[Data extracted from a collection]

use anyhow::{Result, anyhow};
use isolang::Language;

/// Language utilities for ISO language codes and gettext locales
///
/// This module validates and normalizes ISO 639-1 (2-letter) and ISO 639-2
/// (3-letter) language codes, optionally followed by a region
/// (`pt-BR`, `pt_BR`, `es-419`).
/// Language code type
#[derive(Debug, Clone, Copy, PartialEq, Eq)]
pub enum LanguageCodeType {
    /// ISO 639-1 (2-letter) code
    Part1,
    /// ISO 639-2/T (3-letter) code
    Part2T,
    /// ISO 639-2/B (3-letter) code
    Part2B,
}

/// ISO 639-2/B codes that differ from their ISO 639-2/T form
const PART2B_TO_PART2T: [(&str, &str); 18] = [
    ("fre", "fra"),
    ("ger", "deu"),
    ("dut", "nld"),
    ("gre", "ell"),
    ("chi", "zho"),
    ("cze", "ces"),
    ("ice", "isl"),
    ("alb", "sqi"),
    ("arm", "hye"),
    ("baq", "eus"),
    ("bur", "mya"),
    ("per", "fas"),
    ("geo", "kat"),
    ("may", "msa"),
    ("mac", "mkd"),
    ("rum", "ron"),
    ("slo", "slk"),
    ("wel", "cym"),
];

fn part2b_to_part2t(code: &str) -> Option<&'static str> {
    PART2B_TO_PART2T
        .iter()
        .find(|(b, _)| *b == code)
        .map(|(_, t)| *t)
}

/// A language code split from its optional region subtag
#[derive(Debug, Clone, PartialEq, Eq)]
pub struct Locale {
    /// Lowercase language part
    pub language: String,
    /// Uppercase region part (`BR`, `419`)
    pub region: Option<String>,
}

/// Split `pt-BR` / `pt_BR` into language and region
pub fn split_locale(code: &str) -> Result<Locale> {
    let trimmed = code.trim();
    let mut parts = trimmed.splitn(2, ['-', '_']);
    let language = parts.next().unwrap_or_default().to_lowercase();
    let region = match parts.next() {
        Some(region) => {
            let valid = (region.len() == 2 && region.chars().all(|c| c.is_ascii_alphabetic()))
                || (region.len() == 3 && region.chars().all(|c| c.is_ascii_digit()));
            if !valid {
                return Err(anyhow!("Invalid region in language code: {}", code));
            }
            Some(region.to_uppercase())
        }
        None => None,
    };
    Ok(Locale { language, region })
}

/// Validate if a language code is a valid ISO 639-1 or ISO 639-2 code, with an optional region
pub fn validate_language_code(code: &str) -> Result<LanguageCodeType> {
    let locale = split_locale(code)?;
    let language = locale.language.as_str();

    match language.len() {
        2 if Language::from_639_1(language).is_some() => Ok(LanguageCodeType::Part1),
        3 if Language::from_639_3(language).is_some() => Ok(LanguageCodeType::Part2T),
        3 if part2b_to_part2t(language).is_some() => Ok(LanguageCodeType::Part2B),
        _ => Err(anyhow!("Invalid language code: {}", code)),
    }
}

/// Normalize a language code to ISO 639-2/T (3-letter) format; the region is dropped
pub fn normalize_to_part2t(code: &str) -> Result<String> {
    let locale = split_locale(code)?;
    let language = locale.language.as_str();

    match language.len() {
        2 => {
            if let Some(lang) = Language::from_639_1(language) {
                return Ok(lang.to_639_3().to_string());
            }
        }
        3 => {
            if Language::from_639_3(language).is_some() {
                return Ok(language.to_string());
            }
            if let Some(part2t) = part2b_to_part2t(language) {
                return Ok(part2t.to_string());
            }
        }
        _ => {}
    }

    Err(anyhow!("Cannot normalize invalid language code: {}", code))
}

/// Normalize a language code to ISO 639-1 (2-letter) format if possible
/// Falls back to ISO 639-2/T if no ISO 639-1 code exists
pub fn normalize_to_part1_or_part2t(code: &str) -> Result<String> {
    let part2t = normalize_to_part2t(code)?;
    let lang = Language::from_639_3(&part2t)
        .ok_or_else(|| anyhow!("Cannot normalize invalid language code: {}", code))?;

    Ok(lang
        .to_639_1()
        .map(str::to_string)
        .unwrap_or(part2t))
}

/// Gettext locale form of a code (`pt-br` → `pt_BR`), used in headers and file names
pub fn to_po_locale(code: &str) -> Result<String> {
    validate_language_code(code)?;
    let locale = split_locale(code)?;
    Ok(match locale.region {
        Some(region) => format!("{}_{}", locale.language, region),
        None => locale.language,
    })
}

/// Check if two language codes match (represent the same language, ignoring region)
pub fn language_codes_match(code1: &str, code2: &str) -> bool {
    match (normalize_to_part2t(code1), normalize_to_part2t(code2)) {
        (Ok(a), Ok(b)) => a == b,
        _ => false,
    }
}

/// Get the language name from a code; a region is appended in parentheses
pub fn get_language_name(code: &str) -> Result<String> {
    let normalized = normalize_to_part2t(code)?;
    let lang = Language::from_639_3(&normalized)
        .ok_or_else(|| anyhow!("Failed to get language from code: {}", normalized))?;

    Ok(match split_locale(code)?.region {
        Some(region) => format!("{} ({})", lang.to_name(), region),
        None => lang.to_name().to_string(),
    })
}
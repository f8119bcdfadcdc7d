#![allow(clippy::uninlined_format_args)]

use anyhow::{Context, Result, anyhow};
use clap::{Args, CommandFactory, Parser, Subcommand, ValueEnum};
use clap_complete::{Shell, generate};
use log::{Level, LevelFilter, Log, Metadata, Record, SetLoggerError, error, info, warn};
use std::io::Write;
use std::path::PathBuf;
use std::process::ExitCode;
use std::sync::Arc;
use tokio_util::sync::CancellationToken;

use transhub::app_config::{self, Config, PipelineMode, TranslationProvider};
use transhub::driver::{PipelineDriver, RunRequest};
use transhub::reporting::{JsonlReviewSink, LogReviewSink, ProgressBarSink, ReviewSink};
use transhub::translation::{ContextComposer, backend_from_config};

/// CLI Wrapper for TranslationProvider to implement ValueEnum
#[derive(Debug, Clone, ValueEnum)]
enum CliTranslationProvider {
    Gemini,
    Groq,
    #[value(name = "openrouter")]
    OpenRouter,
    #[value(name = "openai")]
    OpenAI,
    Anthropic,
    Ollama,
    #[value(name = "lmstudio")]
    LMStudio,
    Mock,
}

impl From<CliTranslationProvider> for TranslationProvider {
    fn from(cli_provider: CliTranslationProvider) -> Self {
        match cli_provider {
            CliTranslationProvider::Gemini => TranslationProvider::Gemini,
            CliTranslationProvider::Groq => TranslationProvider::Groq,
            CliTranslationProvider::OpenRouter => TranslationProvider::OpenRouter,
            CliTranslationProvider::OpenAI => TranslationProvider::OpenAI,
            CliTranslationProvider::Anthropic => TranslationProvider::Anthropic,
            CliTranslationProvider::Ollama => TranslationProvider::Ollama,
            CliTranslationProvider::LMStudio => TranslationProvider::LMStudio,
            CliTranslationProvider::Mock => TranslationProvider::Mock,
        }
    }
}

/// CLI Wrapper for LogLevel to implement ValueEnum
#[derive(Debug, Clone, ValueEnum)]
enum CliLogLevel {
    Error,
    Warn,
    Info,
    Debug,
    Trace,
}

impl From<CliLogLevel> for app_config::LogLevel {
    fn from(cli_level: CliLogLevel) -> Self {
        match cli_level {
            CliLogLevel::Error => app_config::LogLevel::Error,
            CliLogLevel::Warn => app_config::LogLevel::Warn,
            CliLogLevel::Info => app_config::LogLevel::Info,
            CliLogLevel::Debug => app_config::LogLevel::Debug,
            CliLogLevel::Trace => app_config::LogLevel::Trace,
        }
    }
}

/// Options shared by every command that talks to a backend
#[derive(Args, Debug)]
struct BackendArgs {
    /// Configuration file path (created with defaults if missing)
    #[arg(short, long, default_value = "transhub.json")]
    config: PathBuf,

    /// Translation backend to use
    #[arg(long, value_enum)]
    backend: Option<CliTranslationProvider>,

    /// Model name to use for translation
    #[arg(short, long)]
    model: Option<String>,

    /// API key for the selected backend
    #[arg(long, env = "TRANSHUB_API_KEY", hide_env_values = true)]
    api_key: Option<String>,

    /// Set logging level
    #[arg(long, value_enum)]
    log_level: Option<CliLogLevel>,
}

#[derive(Args, Debug)]
struct RunArgs {
    /// Template (.pot) to translate
    #[arg(value_name = "TEMPLATE_PATH")]
    template_path: PathBuf,

    /// Target catalog (default: <template dir>/<locale>.po)
    #[arg(short, long)]
    output: Option<PathBuf>,

    /// Entries per backend call
    #[arg(short, long)]
    batch_size: Option<usize>,

    /// Global standardization guide
    #[arg(short, long)]
    guide: Option<PathBuf>,

    /// Target language code (e.g., 'es', 'pt-BR')
    #[arg(short, long)]
    language: Option<String>,

    /// Score translations and send weak ones to review
    #[arg(short, long)]
    quality: bool,

    /// Regional profile (JSON) used in quality mode
    #[arg(long)]
    profile: Option<PathBuf>,

    /// Glossary file (JSON)
    #[arg(long)]
    glossary: Option<PathBuf>,

    /// Term corrections file (JSON)
    #[arg(long)]
    corrections: Option<PathBuf>,

    /// Application-specific guide
    #[arg(long)]
    app_guide: Option<PathBuf>,

    /// Language-specific guide
    #[arg(long)]
    language_guide: Option<PathBuf>,

    /// Append review records to this JSON lines file
    #[arg(long)]
    review_output: Option<PathBuf>,

    #[command(flatten)]
    common: BackendArgs,
}

#[derive(Subcommand, Debug)]
enum Commands {
    /// Translate a template into the target catalog
    #[command(alias = "translate")]
    Run(RunArgs),

    /// Check that the configured backend is reachable
    Check(BackendArgs),

    /// Generate shell completions for transhub
    Completions {
        /// Shell to generate completions for
        #[arg(value_enum)]
        shell: Shell,
    },
}

/// transhub - AI translation pipeline for gettext catalogs
#[derive(Parser, Debug)]
#[command(name = "transhub")]
#[command(version)]
#[command(about = "AI-assisted translation of gettext catalogs")]
#[command(long_about = "transhub merges a .pot template into the target .po catalog and translates
pending entries in batches with an AI backend, saving after every batch.

EXAMPLES:
    transhub run locale/messages.pot -l es                  # Translate into locale/es.po
    transhub run messages.pot -l pt-BR -o pt_BR.po -b 20    # Custom output and batch size
    transhub run messages.pot --backend ollama -m llama3.2  # Local model
    transhub run messages.pot -q --profile br.json          # Quality mode with a regional profile
    transhub check --backend openai                         # Test the backend connection
    transhub completions bash > transhub.bash               # Generate bash completions

CONFIGURATION:
    Configuration is stored in transhub.json by default. If the file does not
    exist, a default one is created. Command line flags override file values.")]
struct CommandLineOptions {
    #[command(subcommand)]
    command: Commands,
}

/// Colored stderr logger with millisecond timestamps; filtered by `log::max_level`
struct CustomLogger;

impl CustomLogger {
    fn init(level: LevelFilter) -> Result<(), SetLoggerError> {
        log::set_boxed_logger(Box::new(CustomLogger))?;
        log::set_max_level(level);
        Ok(())
    }

    fn style_for_level(level: Level) -> (&'static str, &'static str) {
        match level {
            Level::Error => ("\x1B[1;31m", "❌"),
            Level::Warn => ("\x1B[1;33m", "🚧"),
            Level::Info => ("\x1B[1;32m", " "),
            Level::Debug => ("\x1B[1;36m", "🔍"),
            Level::Trace => ("\x1B[1;35m", "📋"),
        }
    }
}

impl Log for CustomLogger {
    fn enabled(&self, metadata: &Metadata) -> bool {
        metadata.level() <= log::max_level()
    }

    fn log(&self, record: &Record) {
        if !self.enabled(record.metadata()) {
            return;
        }
        let now = chrono::Local::now().format("%H:%M:%S.%3f");
        let (color, emoji) = Self::style_for_level(record.level());
        let _ = writeln!(std::io::stderr(), "{}{} {} {}\x1B[0m", color, now, emoji, record.args());
    }

    fn flush(&self) {
        let _ = std::io::stderr().flush();
    }
}

#[tokio::main]
async fn main() -> ExitCode {
    // Level is refined once the config is loaded
    if let Err(e) = CustomLogger::init(LevelFilter::Info) {
        eprintln!("Failed to initialize logger: {}", e);
    }

    let cli = CommandLineOptions::parse();

    let result = match cli.command {
        Commands::Completions { shell } => {
            let mut cmd = CommandLineOptions::command();
            generate(shell, &mut cmd, "transhub", &mut std::io::stdout());
            Ok(ExitCode::SUCCESS)
        }
        Commands::Run(args) => run_translate(args).await,
        Commands::Check(args) => run_check(args).await,
    };

    match result {
        Ok(code) => code,
        Err(e) => {
            error!("{:#}", e);
            ExitCode::FAILURE
        }
    }
}

/// Load the config file and apply backend overrides from the command line
fn load_config(options: &BackendArgs) -> Result<Config> {
    if let Some(level) = &options.log_level {
        let level: app_config::LogLevel = level.clone().into();
        log::set_max_level(LevelFilter::from(&level));
    }

    let mut config = Config::load_or_create(&options.config)?;

    if let Some(backend) = &options.backend {
        config.translation.provider = backend.clone().into();
    }
    if let Some(model) = &options.model {
        config.translation.active_provider_config_mut().model = model.clone();
    }
    if let Some(api_key) = &options.api_key {
        config.translation.active_provider_config_mut().api_key = api_key.clone();
    }

    match &options.log_level {
        Some(level) => config.log_level = level.clone().into(),
        None => log::set_max_level(LevelFilter::from(&config.log_level)),
    }

    Ok(config)
}

fn apply_run_overrides(config: &mut Config, args: &RunArgs) {
    if let Some(language) = &args.language {
        config.language = language.clone();
    }
    if args.quality {
        config.mode = PipelineMode::Quality;
    }
    if let Some(profile) = &args.profile {
        config.quality.profile = Some(profile.clone());
    }
    if let Some(path) = &args.guide {
        config.context.guide = Some(path.clone());
    }
    if let Some(path) = &args.app_guide {
        config.context.app_guide = Some(path.clone());
    }
    if let Some(path) = &args.language_guide {
        config.context.language_guide = Some(path.clone());
    }
    if let Some(path) = &args.glossary {
        config.context.glossary = Some(path.clone());
    }
    if let Some(path) = &args.corrections {
        config.context.corrections = Some(path.clone());
    }
    if let Some(path) = &args.review_output {
        config.review_output = Some(path.clone());
    }
}

async fn run_translate(args: RunArgs) -> Result<ExitCode> {
    let mut config = load_config(&args.common)?;
    apply_run_overrides(&mut config, &args);
    config.validate().context("Configuration validation failed")?;

    if !args.template_path.is_file() {
        return Err(anyhow!("Template does not exist: {}", args.template_path.display()));
    }
    if config.mode != PipelineMode::Quality && config.quality.profile.is_some() {
        warn!("A regional profile is only used in quality mode (--quality)");
    }

    let output = match &args.output {
        Some(path) => path.clone(),
        None => RunRequest::default_output_path(&args.template_path, &config.language)?,
    };

    let context = ContextComposer::from_config(&config.context, &config.source_language, &config.language)?.build();
    let backend = backend_from_config(&config.translation)?;
    let review: Arc<dyn ReviewSink> = match &config.review_output {
        Some(path) => Arc::new(JsonlReviewSink::open(path)?),
        None => Arc::new(LogReviewSink),
    };

    let driver = PipelineDriver::new(config, backend, context, Arc::new(ProgressBarSink::new()), review);

    let cancel = CancellationToken::new();
    let interrupt = cancel.clone();
    tokio::spawn(async move {
        if tokio::signal::ctrl_c().await.is_ok() {
            warn!("Interrupt received, stopping after the current batch");
            interrupt.cancel();
        }
    });

    let mut request = RunRequest::new(&args.template_path, output);
    if let Some(batch_size) = args.batch_size {
        request = request.with_batch_size(batch_size);
    }

    let report = driver.run(&request, cancel).await;

    if !report.failed_keys.is_empty() {
        warn!("{} entries could not be translated:", report.failed_keys.len());
        for key in &report.failed_keys {
            warn!("  - {:?}", key);
        }
    }
    if report.counts.needs_review > 0 {
        info!("{} translations are waiting for review", report.counts.needs_review);
    }
    info!("Output: {}", report.output_path.display());

    Ok(ExitCode::from(report.status.exit_code() as u8))
}

async fn run_check(args: BackendArgs) -> Result<ExitCode> {
    let config = load_config(&args)?;
    config.validate().context("Configuration validation failed")?;

    let backend = backend_from_config(&config.translation)?;
    info!("Checking connection to {} ({})", backend.name(), config.translation.get_model());

    match backend.check().await {
        Ok(()) => {
            info!("{} is reachable", backend.name());
            Ok(ExitCode::SUCCESS)
        }
        Err(e) => {
            error!("{} check failed: {}", backend.name(), e);
            Ok(ExitCode::FAILURE)
        }
    }
}
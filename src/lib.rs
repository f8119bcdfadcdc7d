/*!
 * # transhub
 *
 * AI-assisted translation of gettext catalogs.
 *
 * A `.pot` template is merged into the target `.po` catalog, pending entries
 * are sent to a translation backend in batches, and the results are written
 * back atomically after every batch. In quality mode each batch passes
 * regional review and scoring first; low-scoring translations go to human
 * review instead of the catalog.
 *
 * ## Architecture
 *
 * - `app_config`: configuration file, provider table, defaults and validation
 * - `catalog`: PO/POT model, codec and the `CatalogStore`
 * - `translation`: batching, context, prompts, backends and the orchestrator
 * - `quality`: regional review, scoring and gating
 * - `reporting`: progress and review sinks
 * - `driver`: one run from template path to `RunReport`
 * - `providers`: HTTP clients for Gemini, OpenAI-compatible APIs, Anthropic and Ollama
 * - `language_utils`: ISO language code utilities
 * - `errors`: typed error enums
 */

#![allow(clippy::uninlined_format_args)]
#![allow(clippy::redundant_closure_for_method_calls)]

pub mod app_config;
pub mod catalog;
pub mod driver;
pub mod errors;
pub mod language_utils;
pub mod providers;
pub mod quality;
pub mod reporting;
pub mod translation;

pub use app_config::{Config, PipelineMode};
pub use catalog::{Catalog, CatalogEntry, CatalogStore, Template};
pub use driver::{PipelineDriver, RunReport, RunRequest, RunStatus};
pub use errors::{BackendError, CatalogError, PipelineError, ProviderError};
pub use language_utils::{get_language_name, language_codes_match, normalize_to_part2t};
pub use translation::{ContextComposer, MockBackend, Orchestrator, TranslationBackend};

## Task goal
In the data above, copy every line where the string "Commands" appears.

## Task answer
enum Commands {
    command: Commands,
        Commands::Completions { shell } => {
        Commands::Run(args) => run_translate(args).await,
        Commands::Check(args) => run_check(args).await,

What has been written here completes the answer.